■ **TASK BRIEF**: The required lines are those that contain "PublicBucket"; pull them out of the data and copy them.

[Records from a collection]
------
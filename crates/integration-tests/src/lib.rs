//! Integration test support for the Kestrel checkout pipeline.
//!
//! In-memory implementations of every collaborator the pipeline talks to,
//! plus fixtures for products, configuration and signed webhook deliveries.
//! No database or network access is needed.
//!
//! # Fakes
//!
//! - [`InMemoryCatalog`] - counts lookups so tests can assert a single query
//! - [`InMemoryOrders`] - enforces external-ID uniqueness inside `insert`,
//!   the way the unique index does
//! - [`InMemoryCarts`] - saved carts keyed by email, with injectable failure
//! - [`ScriptedGateway`] - replays queued results and records every request

use std::collections::{HashMap, VecDeque};
use std::sync::atomic::{AtomicBool, AtomicUsize, Ordering};
use std::sync::{Mutex, MutexGuard, PoisonError};

use chrono::Utc;
use rust_decimal::Decimal;
use secrecy::SecretString;
use serde_json::{Value, json};
use url::Url;
use uuid::Uuid;

use kestrel_core::{Email, OrderId, OrderStatus, ProductId, Totals};
use kestrel_storefront::config::PaymentConfig;
use kestrel_storefront::db::{CartStore, CatalogStore, OrderStore, RepositoryError};
use kestrel_storefront::models::{InsertOutcome, NewOrder, Order, Product};
use kestrel_storefront::storage::PublicBucket;
use kestrel_storefront::stripe::{
    CheckoutSession, CheckoutSessionRequest, GatewayError, PaymentGateway, PaymentIntent,
    PaymentIntentRequest, WebhookVerifier, signature,
};

/// Webhook signing secret used by every fixture.
pub const WEBHOOK_SECRET: &str = "whsec_integration_tests";

fn lock<T>(mutex: &Mutex<T>) -> MutexGuard<'_, T> {
    mutex.lock().unwrap_or_else(PoisonError::into_inner)
}

fn unavailable() -> RepositoryError {
    RepositoryError::Database(sqlx::Error::PoolTimedOut)
}

// =============================================================================
// Catalog
// =============================================================================

/// Product catalog held in memory.
#[derive(Default)]
pub struct InMemoryCatalog {
    products: Mutex<HashMap<ProductId, Product>>,
    lookups: AtomicUsize,
}

impl InMemoryCatalog {
    #[must_use]
    pub fn new(products: impl IntoIterator<Item = Product>) -> Self {
        Self {
            products: Mutex::new(products.into_iter().map(|p| (p.id, p)).collect()),
            lookups: AtomicUsize::new(0),
        }
    }

    /// Number of `find_by_ids` calls so far.
    #[must_use]
    pub fn lookups(&self) -> usize {
        self.lookups.load(Ordering::SeqCst)
    }

    /// Change a product's price, as an admin edit would.
    pub fn set_price(&self, id: ProductId, price: Decimal) {
        if let Some(product) = lock(&self.products).get_mut(&id) {
            product.price = price;
            product.updated_at = Utc::now();
        }
    }
}

impl CatalogStore for InMemoryCatalog {
    async fn find_by_ids(&self, ids: &[ProductId]) -> Result<Vec<Product>, RepositoryError> {
        self.lookups.fetch_add(1, Ordering::SeqCst);
        let products = lock(&self.products);
        Ok(ids.iter().filter_map(|id| products.get(id).cloned()).collect())
    }
}

// =============================================================================
// Orders
// =============================================================================

/// Orders held in memory, unique on external ID.
#[derive(Default)]
pub struct InMemoryOrders {
    orders: Mutex<Vec<Order>>,
    fail_writes: AtomicBool,
}

impl InMemoryOrders {
    /// Snapshot of every stored order.
    #[must_use]
    pub fn all(&self) -> Vec<Order> {
        lock(&self.orders).clone()
    }

    /// The single order for `external_id`, if any.
    #[must_use]
    pub fn get(&self, external_id: &str) -> Option<Order> {
        lock(&self.orders)
            .iter()
            .find(|o| o.external_id == external_id)
            .cloned()
    }

    /// Store an order directly, bypassing the pipeline.
    pub fn seed(&self, external_id: &str, status: OrderStatus) -> OrderId {
        let id = OrderId::generate();
        let now = Utc::now();
        lock(&self.orders).push(Order {
            id,
            external_id: external_id.to_string(),
            email: None,
            totals: Totals::ZERO,
            shipping_address: None,
            billing_address: None,
            status,
            created_at: now,
            updated_at: now,
        });
        id
    }

    /// Make every subsequent insert and update fail.
    pub fn fail_writes(&self, fail: bool) {
        self.fail_writes.store(fail, Ordering::SeqCst);
    }
}

impl OrderStore for InMemoryOrders {
    async fn find_by_external_id(&self, external_id: &str) -> Result<Option<Order>, RepositoryError> {
        // Let concurrent deliveries interleave between lookup and insert
        tokio::task::yield_now().await;
        Ok(self.get(external_id))
    }

    async fn insert(&self, order: &NewOrder) -> Result<InsertOutcome, RepositoryError> {
        if self.fail_writes.load(Ordering::SeqCst) {
            return Err(unavailable());
        }
        let mut orders = lock(&self.orders);
        if orders.iter().any(|o| o.external_id == order.external_id) {
            return Ok(InsertOutcome::AlreadyExists);
        }

        let id = OrderId::generate();
        let now = Utc::now();
        orders.push(Order {
            id,
            external_id: order.external_id.clone(),
            email: order.email.clone(),
            totals: order.totals,
            shipping_address: order.shipping_address.clone(),
            billing_address: order.billing_address.clone(),
            status: order.status,
            created_at: now,
            updated_at: now,
        });
        Ok(InsertOutcome::Created(id))
    }

    async fn update_status(
        &self,
        id: OrderId,
        from: OrderStatus,
        to: OrderStatus,
    ) -> Result<bool, RepositoryError> {
        if self.fail_writes.load(Ordering::SeqCst) {
            return Err(unavailable());
        }
        let mut orders = lock(&self.orders);
        match orders.iter_mut().find(|o| o.id == id && o.status == from) {
            Some(order) => {
                order.status = to;
                order.updated_at = Utc::now();
                Ok(true)
            }
            None => Ok(false),
        }
    }
}

// =============================================================================
// Carts
// =============================================================================

/// Saved carts held in memory: owner email to line count.
#[derive(Default)]
pub struct InMemoryCarts {
    lines: Mutex<HashMap<String, u64>>,
    fail_deletes: AtomicBool,
}

impl InMemoryCarts {
    /// Give `email` a saved cart with `lines` rows.
    pub fn save(&self, email: &str, lines: u64) {
        lock(&self.lines).insert(email.to_string(), lines);
    }

    /// Saved rows for `email`.
    #[must_use]
    pub fn lines(&self, email: &str) -> u64 {
        lock(&self.lines).get(email).copied().unwrap_or(0)
    }

    /// Make every subsequent delete fail.
    pub fn fail_deletes(&self, fail: bool) {
        self.fail_deletes.store(fail, Ordering::SeqCst);
    }
}

impl CartStore for InMemoryCarts {
    async fn delete_by_owner(&self, owner: &Email) -> Result<u64, RepositoryError> {
        if self.fail_deletes.load(Ordering::SeqCst) {
            return Err(unavailable());
        }
        Ok(lock(&self.lines).remove(owner.as_str()).unwrap_or(0))
    }
}

// =============================================================================
// Gateway
// =============================================================================

/// Gateway fake that replays queued results.
///
/// When a queue is empty the call succeeds with a generated ID.
#[derive(Default)]
pub struct ScriptedGateway {
    session_results: Mutex<VecDeque<Result<CheckoutSession, GatewayError>>>,
    intent_results: Mutex<VecDeque<Result<PaymentIntent, GatewayError>>>,
    session_requests: Mutex<Vec<CheckoutSessionRequest>>,
    intent_requests: Mutex<Vec<PaymentIntentRequest>>,
}

impl ScriptedGateway {
    /// Queue the result of the next session call.
    pub fn push_session(&self, result: Result<CheckoutSession, GatewayError>) {
        lock(&self.session_results).push_back(result);
    }

    /// Queue the result of the next intent call.
    pub fn push_intent(&self, result: Result<PaymentIntent, GatewayError>) {
        lock(&self.intent_results).push_back(result);
    }

    /// Every session request received, in order.
    #[must_use]
    pub fn session_requests(&self) -> Vec<CheckoutSessionRequest> {
        lock(&self.session_requests).clone()
    }

    /// Every intent request received, in order.
    #[must_use]
    pub fn intent_requests(&self) -> Vec<PaymentIntentRequest> {
        lock(&self.intent_requests).clone()
    }
}

impl PaymentGateway for ScriptedGateway {
    async fn create_checkout_session(
        &self,
        request: &CheckoutSessionRequest,
    ) -> Result<CheckoutSession, GatewayError> {
        let n = {
            let mut requests = lock(&self.session_requests);
            requests.push(request.clone());
            requests.len()
        };
        lock(&self.session_results).pop_front().unwrap_or_else(|| {
            Ok(CheckoutSession {
                id: format!("cs_test_{n}"),
                url: Some(format!("https://pay.example.com/c/cs_test_{n}")),
            })
        })
    }

    async fn create_payment_intent(
        &self,
        request: &PaymentIntentRequest,
    ) -> Result<PaymentIntent, GatewayError> {
        let n = {
            let mut requests = lock(&self.intent_requests);
            requests.push(request.clone());
            requests.len()
        };
        lock(&self.intent_results).pop_front().unwrap_or_else(|| {
            Ok(PaymentIntent {
                id: format!("pi_test_{n}"),
                client_secret: Some(format!("pi_test_{n}_secret_abc")),
                amount: request.amount,
                currency: request.currency.clone(),
            })
        })
    }
}

/// A gateway rejection naming the payment method list.
#[must_use]
pub fn payment_method_rejection() -> GatewayError {
    GatewayError::InvalidRequest {
        param: Some("payment_method_types".to_string()),
        code: Some("parameter_invalid".to_string()),
        message: "The payment method type \"blik\" is invalid.".to_string(),
    }
}

// =============================================================================
// Fixtures
// =============================================================================

/// Deterministic version 4 product ID.
#[must_use]
pub const fn product_id(n: u16) -> ProductId {
    ProductId::new(Uuid::from_u128(0x3f25_04e0_4f89_41d3_9a0c_0305_e82c_0000 | n as u128))
}

/// An active, in-stock product.
///
/// # Panics
///
/// Panics if `price` is not a decimal literal.
#[must_use]
#[allow(clippy::unwrap_used)]
pub fn product(n: u16, price: &str) -> Product {
    Product {
        id: product_id(n),
        name: format!("Product {n}"),
        description: Some(format!("Description of product {n}")),
        price: price.parse().unwrap(),
        in_stock: true,
        is_active: true,
        category: None,
        image_keys: vec![format!("products/{n}.webp")],
        updated_at: Utc::now(),
    }
}

/// Payment settings with a full method list.
///
/// # Panics
///
/// Never; the URL is a literal.
#[must_use]
#[allow(clippy::unwrap_used)]
pub fn payment_config() -> PaymentConfig {
    PaymentConfig {
        secret_key: Some(SecretString::from("sk_test_integration")),
        webhook_secret: Some(SecretString::from(WEBHOOK_SECRET)),
        api_base: Url::parse("https://api.stripe.com").unwrap(),
        api_version: None,
        currency: "pln".to_string(),
        method_types: vec!["card".to_string(), "blik".to_string(), "p24".to_string()],
        webhook_tolerance_secs: 300,
    }
}

/// Public storage rooted at a CDN.
///
/// # Panics
///
/// Never; the URL is a literal.
#[must_use]
#[allow(clippy::unwrap_used)]
pub fn storage() -> PublicBucket {
    PublicBucket::new(Url::parse("https://cdn.example.pl/media/").unwrap())
}

/// Verifier for [`WEBHOOK_SECRET`].
#[must_use]
pub fn verifier() -> WebhookVerifier {
    WebhookVerifier::new(Some(SecretString::from(WEBHOOK_SECRET)), 300)
}

/// Signature header for `payload`, timestamped now.
///
/// # Panics
///
/// Never; [`WEBHOOK_SECRET`] is well-formed.
#[must_use]
#[allow(clippy::unwrap_used)]
pub fn sign(payload: &str) -> String {
    signature::sign(WEBHOOK_SECRET, Utc::now().timestamp(), payload.as_bytes()).unwrap()
}

/// A gateway event envelope.
#[must_use]
pub fn event(event_type: &str, object: Value) -> String {
    json!({
        "id": format!("evt_{}", Uuid::new_v4().simple()),
        "type": event_type,
        "data": { "object": object },
    })
    .to_string()
}

/// Checkout request body.
#[must_use]
pub fn cart_body(items: &[(ProductId, u32)], email: Option<&str>) -> Vec<u8> {
    let items: Vec<Value> = items
        .iter()
        .map(|(id, quantity)| json!({ "productId": id, "quantity": quantity }))
        .collect();
    let mut body = json!({ "items": items });
    if let Some(email) = email {
        body["email"] = json!(email);
    }
    body.to_string().into_bytes()
}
------
■ **TASK RESPONSE**:
use kestrel_storefront::storage::PublicBucket;
pub fn storage() -> PublicBucket {
    PublicBucket::new(Url::parse("https://cdn.example.pl/media/").unwrap())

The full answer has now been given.